// ============================================
// File: crates/kestrel-session/src/lib.rs
// ============================================
//! # Kestrel Session Library
//!
//! ## Creation Reason
//! The crypto core protects packets for one connection. This crate puts
//! connections around it: packet headers, packet numbers, duplicate
//! detection, client and server sessions, a registry and an endpoint
//! configured from TOML.
//!
//! ## Main Functionality
//!
//! ### Modules
//! - [`config`]: Endpoint configuration management
//! - [`logging`]: Tracing subscriber setup
//! - [`packet`]: Public packet header codec
//! - [`replay`]: Sliding-window duplicate detection
//! - [`connection`]: One protected connection and its events
//! - [`session`]: Client and server sessions
//! - [`registry`]: Live connections by id
//! - [`endpoint`]: Shared keys, config and registry
//! - [`error`]: Session-specific error types
//!
//! ## Architecture Overview
//! ```text
//! ┌─────────────────────────────────────────────────────────────┐
//! │                          Endpoint                           │
//! │  ┌────────────┐   ┌────────────────┐   ┌────────────────┐   │
//! │  │   Config   │   │ Identity / Key │   │    Registry    │   │
//! │  └────────────┘   └────────────────┘   └───────┬────────┘   │
//! │                                                │            │
//! │              ┌──────────────────┬──────────────┘            │
//! │              ▼                  ▼                           │
//! │       ┌─────────────┐    ┌─────────────┐                    │
//! │       │ClientSession│    │ServerSession│                    │
//! │       └──────┬──────┘    └──────┬──────┘                    │
//! │              └───────┬──────────┘                           │
//! │                      ▼                                      │
//! │               ┌────────────┐      ┌──────────────────────┐  │
//! │               │ Connection │ ───► │ CryptoSetup (core)   │  │
//! │               └────────────┘      └──────────────────────┘  │
//! └─────────────────────────────────────────────────────────────┘
//! ```
//!
//! ## ⚠️ Important Note for Next Developer
//! - No socket I/O lives here; callers move the packet bytes
//! - Configuration changes require a new `Endpoint`
//!
//! ## Last Modified
//! v0.1.0 - Initial session library

#![warn(missing_docs)]
#![warn(clippy::all)]
#![warn(clippy::pedantic)]
#![allow(clippy::module_name_repetitions)]

pub mod config;
pub mod connection;
pub mod endpoint;
pub mod error;
pub mod logging;
pub mod packet;
pub mod registry;
pub mod replay;
pub mod session;

// Re-export primary types
pub use config::EndpointConfig;
pub use connection::{Connection, ConnectionEvent};
pub use endpoint::Endpoint;
pub use error::{Result, SessionError};
pub use packet::{IncomingPacket, OutgoingPacket, PacketHeader};
pub use registry::ConnectionRegistry;
pub use session::{ClientSession, ServerSession, Session};
// ============================================
// File: crates/kestrel-core/src/crypto/kdf.rs
// ============================================
//! # Key Derivation Functions
//!
//! ## Creation Reason
//! Expands one level's shared secret into the per-direction AEAD keys and
//! IVs for that level.
//!
//! ## Derivation
//! ```text
//! prk  = HKDF-Extract(salt = level salt, ikm = level secret)
//! okm  = HKDF-Expand(prk, info, 88)
//! info = "kestrel key expansion" || client_public || server_public
//!        [|| diversification_nonce]          (Secure level only)
//!
//! okm[ 0..32] client write key    okm[32..44] client write IV
//! okm[44..76] server write key    okm[76..88] server write IV
//! ```
//!
//! ## ⚠️ Important Note for Next Developer
//! - Both identity keys are bound into `info`; a man in the middle
//!   derives different keys
//! - Never log the secret, the okm or the derived keys
//!
//! ## Last Modified
//! v0.1.0 - Initial KDF implementation

use hkdf::Hkdf;
use sha2::Sha256;
use tracing::trace;
use zeroize::Zeroize;

use kestrel_common::Perspective;

use super::keys::{LevelSecret, PacketKey};
use super::{AEAD_IV_SIZE, AEAD_KEY_SIZE, ED25519_PUBLIC_KEY_SIZE, HKDF_INFO_PREFIX};
use crate::error::{CoreError, Result};
use crate::protocol::EncryptionLevel;

const DIRECTION_SIZE: usize = AEAD_KEY_SIZE + AEAD_IV_SIZE;

// ============================================
// KeyContext
// ============================================

/// Identities both sides bind into every derived key.
#[derive(Debug, Clone, Copy, PartialEq, Eq)]
pub struct KeyContext {
    /// Client's Ed25519 public key.
    pub client_public: [u8; ED25519_PUBLIC_KEY_SIZE],
    /// Server's Ed25519 public key.
    pub server_public: [u8; ED25519_PUBLIC_KEY_SIZE],
}

// ============================================
// LevelKeys
// ============================================

/// Both directions' keys for one encryption level.
#[derive(Debug)]
pub struct LevelKeys {
    /// Keys the client seals with and the server opens with.
    pub client_write: PacketKey,
    /// Keys the server seals with and the client opens with.
    pub server_write: PacketKey,
}

impl LevelKeys {
    /// Splits into `(seal, open)` keys for the given side.
    #[must_use]
    pub fn for_perspective(self, perspective: Perspective) -> (PacketKey, PacketKey) {
        match perspective {
            Perspective::Client => (self.client_write, self.server_write),
            Perspective::Server => (self.server_write, self.client_write),
        }
    }
}

/// HKDF salt for a level.
///
/// # Errors
/// Returns `KeyDerivation` for levels without a key schedule.
fn level_salt(level: EncryptionLevel) -> Result<&'static [u8]> {
    match level {
        EncryptionLevel::Secure => Ok(b"kestrel-v1 secure"),
        EncryptionLevel::ForwardSecure => Ok(b"kestrel-v1 forward secure"),
        other => Err(CoreError::KeyDerivation {
            reason: format!("no key schedule for {other} level"),
        }),
    }
}

/// Derives the packet keys for `level`.
///
/// # Arguments
/// * `level` - `Secure` or `ForwardSecure`
/// * `secret` - Diffie-Hellman output for the level
/// * `context` - Identities of both endpoints
/// * `diversification_nonce` - Mixed in for `Secure` only
///
/// # Errors
/// Returns `KeyDerivation` for `Unspecified`/`Unencrypted`.
pub fn derive_level_keys(
    level: EncryptionLevel,
    secret: &LevelSecret,
    context: &KeyContext,
    diversification_nonce: Option<&[u8; 32]>,
) -> Result<LevelKeys> {
    let salt = level_salt(level)?;

    let mut info = Vec::with_capacity(HKDF_INFO_PREFIX.len() + ED25519_PUBLIC_KEY_SIZE * 2 + 32);
    info.extend_from_slice(HKDF_INFO_PREFIX);
    info.extend_from_slice(&context.client_public);
    info.extend_from_slice(&context.server_public);
    if level == EncryptionLevel::Secure {
        if let Some(nonce) = diversification_nonce {
            info.extend_from_slice(nonce);
        }
    }

    let hk = Hkdf::<Sha256>::new(Some(salt), secret.as_bytes());
    let mut okm = [0u8; DIRECTION_SIZE * 2];
    hk.expand(&info, &mut okm)
        .map_err(|_| CoreError::KeyDerivation {
            reason: "HKDF expansion failed".into(),
        })?;

    let client_write = split_direction(&okm[..DIRECTION_SIZE]);
    let server_write = split_direction(&okm[DIRECTION_SIZE..]);
    okm.zeroize();

    trace!(%level, info_len = info.len(), "Derived level keys");
    Ok(LevelKeys {
        client_write,
        server_write,
    })
}

fn split_direction(okm: &[u8]) -> PacketKey {
    let mut key = [0u8; AEAD_KEY_SIZE];
    let mut iv = [0u8; AEAD_IV_SIZE];
    key.copy_from_slice(&okm[..AEAD_KEY_SIZE]);
    iv.copy_from_slice(&okm[AEAD_KEY_SIZE..DIRECTION_SIZE]);
    let packet_key = PacketKey::new(key, iv);
    key.zeroize();
    iv.zeroize();
    packet_key
}

// ============================================
// Tests
// ============================================

#[cfg(test)]
mod tests {
    use super::*;

    fn context() -> KeyContext {
        KeyContext {
            client_public: [0x01; 32],
            server_public: [0x02; 32],
        }
    }

    #[test]
    fn test_derivation_is_deterministic() {
        let secret = LevelSecret::from_bytes([0x42; 32]);
        let a = derive_level_keys(EncryptionLevel::ForwardSecure, &secret, &context(), None)
            .unwrap();
        let b = derive_level_keys(EncryptionLevel::ForwardSecure, &secret, &context(), None)
            .unwrap();
        assert_eq!(a.client_write, b.client_write);
        assert_eq!(a.server_write, b.server_write);
    }

    #[test]
    fn test_directions_differ() {
        let secret = LevelSecret::from_bytes([0x42; 32]);
        let keys = derive_level_keys(EncryptionLevel::Secure, &secret, &context(), Some(&[7; 32]))
            .unwrap();
        assert_ne!(keys.client_write, keys.server_write);
    }

    #[test]
    fn test_level_and_nonce_separate_keys() {
        let secret = LevelSecret::from_bytes([0x42; 32]);
        let secure_a =
            derive_level_keys(EncryptionLevel::Secure, &secret, &context(), Some(&[1; 32]))
                .unwrap();
        let secure_b =
            derive_level_keys(EncryptionLevel::Secure, &secret, &context(), Some(&[2; 32]))
                .unwrap();
        let forward =
            derive_level_keys(EncryptionLevel::ForwardSecure, &secret, &context(), None).unwrap();

        assert_ne!(secure_a.client_write, secure_b.client_write);
        assert_ne!(secure_a.client_write, forward.client_write);
    }

    #[test]
    fn test_identity_binding() {
        let secret = LevelSecret::from_bytes([0x42; 32]);
        let mut other = context();
        other.server_public = [0x03; 32];
        let a = derive_level_keys(EncryptionLevel::ForwardSecure, &secret, &context(), None)
            .unwrap();
        let b = derive_level_keys(EncryptionLevel::ForwardSecure, &secret, &other, None).unwrap();
        assert_ne!(a.client_write, b.client_write);
    }

    #[test]
    fn test_perspective_split() {
        let secret = LevelSecret::from_bytes([0x42; 32]);
        let client = derive_level_keys(EncryptionLevel::ForwardSecure, &secret, &context(), None)
            .unwrap()
            .for_perspective(Perspective::Client);
        let server = derive_level_keys(EncryptionLevel::ForwardSecure, &secret, &context(), None)
            .unwrap()
            .for_perspective(Perspective::Server);
        assert_eq!(client.0, server.1);
        assert_eq!(client.1, server.0);
    }

    #[test]
    fn test_unencrypted_has_no_schedule() {
        let secret = LevelSecret::from_bytes([0x42; 32]);
        assert!(
            derive_level_keys(EncryptionLevel::Unencrypted, &secret, &context(), None).is_err()
        );
    }
}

****************************************

TASK DETAILS: Look over the entries above. Copy every line that contains the word "None".

SOLVED PROBLEM:
        let a = derive_level_keys(EncryptionLevel::ForwardSecure, &secret, &context(), None)
        let b = derive_level_keys(EncryptionLevel::ForwardSecure, &secret, &context(), None)
            derive_level_keys(EncryptionLevel::ForwardSecure, &secret, &context(), None).unwrap();
        let a = derive_level_keys(EncryptionLevel::ForwardSecure, &secret, &context(), None)
        let b = derive_level_keys(EncryptionLevel::ForwardSecure, &secret, &other, None).unwrap();
        let client = derive_level_keys(EncryptionLevel::ForwardSecure, &secret, &context(), None)
        let server = derive_level_keys(EncryptionLevel::ForwardSecure, &secret, &context(), None)
            derive_level_keys(EncryptionLevel::Unencrypted, &secret, &context(), None).is_err()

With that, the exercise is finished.